Input material —
--- START ---

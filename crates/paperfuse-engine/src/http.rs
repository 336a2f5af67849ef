use std::sync::Arc;
use std::time::{Duration, Instant};

use reqwest::header::{HeaderMap, RETRY_AFTER};
use serde::Serialize;
use serde::de::DeserializeOwned;
use tokio::sync::{Mutex, Semaphore};
use tokio::time::sleep;
use tracing::debug;

use crate::error::{EngineError, Result};

const DEFAULT_RETRY_AFTER_SECS: u64 = 60;

/// Per-provider HTTP client enforcing a minimum inter-request interval and a
/// cap on concurrent in-flight requests. 429 and 5xx responses are retried
/// with backoff up to `max_retries`; other 4xx responses surface immediately
/// as non-retryable API errors.
pub struct RateLimitedClient {
    client: reqwest::Client,
    provider: String,
    min_interval: Duration,
    last_request: Arc<Mutex<Option<Instant>>>,
    in_flight: Arc<Semaphore>,
    max_retries: u32,
}

impl RateLimitedClient {
    pub fn new(
        provider: impl Into<String>,
        min_interval: Duration,
        max_in_flight: usize,
        max_retries: u32,
        user_agent: &str,
    ) -> Result<Self> {
        let client = reqwest::Client::builder()
            .user_agent(user_agent)
            .gzip(true)
            .build()?;
        Ok(Self {
            client,
            provider: provider.into(),
            min_interval,
            last_request: Arc::new(Mutex::new(None)),
            in_flight: Arc::new(Semaphore::new(max_in_flight.max(1))),
            max_retries,
        })
    }

    async fn wait_for_rate_limit(&self) {
        let mut last = self.last_request.lock().await;
        if let Some(t) = *last {
            let elapsed = t.elapsed();
            if elapsed < self.min_interval {
                sleep(self.min_interval - elapsed).await;
            }
        }
        *last = Some(Instant::now());
    }

    pub async fn get_json<T: DeserializeOwned>(&self, url: &str) -> Result<T> {
        let text = self.get_with_headers(url, HeaderMap::new()).await?;
        serde_json::from_str(&text).map_err(|e| EngineError::Parse(e.to_string()))
    }

    pub async fn get_with_headers(&self, url: &str, headers: HeaderMap) -> Result<String> {
        self.execute(|| self.client.get(url).headers(headers.clone()).send())
            .await
    }

    pub async fn post_json_with_headers<B: Serialize, R: DeserializeOwned>(
        &self,
        url: &str,
        body: &B,
        headers: HeaderMap,
    ) -> Result<R> {
        let text = self
            .execute(|| {
                self.client
                    .post(url)
                    .headers(headers.clone())
                    .json(body)
                    .send()
            })
            .await?;
        serde_json::from_str(&text).map_err(|e| EngineError::Parse(e.to_string()))
    }

    async fn execute<F, Fut>(&self, send: F) -> Result<String>
    where
        F: Fn() -> Fut,
        Fut: Future<Output = std::result::Result<reqwest::Response, reqwest::Error>>,
    {
        // Holding a permit for the whole attempt loop keeps retries from
        // multiplying the in-flight count.
        let _permit = self
            .in_flight
            .acquire()
            .await
            .map_err(|_| EngineError::RetriesExhausted {
                provider: self.provider.clone(),
                attempts: 0,
            })?;

        let mut attempt = 0u32;
        loop {
            self.wait_for_rate_limit().await;
            match send().await {
                Ok(r) if r.status() == 429 => {
                    if attempt >= self.max_retries {
                        return Err(EngineError::RateLimited {
                            provider: self.provider.clone(),
                            retry_after_secs: DEFAULT_RETRY_AFTER_SECS,
                        });
                    }
                    let wait = r
                        .headers()
                        .get(RETRY_AFTER)
                        .and_then(|v| v.to_str().ok())
                        .and_then(|s| s.parse::<u64>().ok())
                        .unwrap_or(DEFAULT_RETRY_AFTER_SECS);
                    debug!(provider = %self.provider, wait_secs = wait, "rate limited, backing off");
                    sleep(Duration::from_secs(wait)).await;
                    attempt += 1;
                }
                Ok(r) if r.status().is_server_error() => {
                    if attempt >= self.max_retries {
                        return Err(EngineError::RetriesExhausted {
                            provider: self.provider.clone(),
                            attempts: attempt + 1,
                        });
                    }
                    sleep(Duration::from_secs(2u64.pow(attempt))).await;
                    attempt += 1;
                }
                Ok(r) if !r.status().is_success() => {
                    let status = r.status().as_u16();
                    let body = r.text().await.unwrap_or_default();
                    return Err(EngineError::Api {
                        provider: self.provider.clone(),
                        status,
                        body,
                    });
                }
                Ok(r) => return r.text().await.map_err(EngineError::Http),
                Err(e) => {
                    if attempt >= self.max_retries {
                        return Err(EngineError::Http(e));
                    }
                    sleep(Duration::from_secs(2u64.pow(attempt))).await;
                    attempt += 1;
                }
            }
        }
    }
}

--- END ---

What needs to be done — Exactly how many lines of the data above hold the word "EngineError"? The number is the whole answer.

Result — 9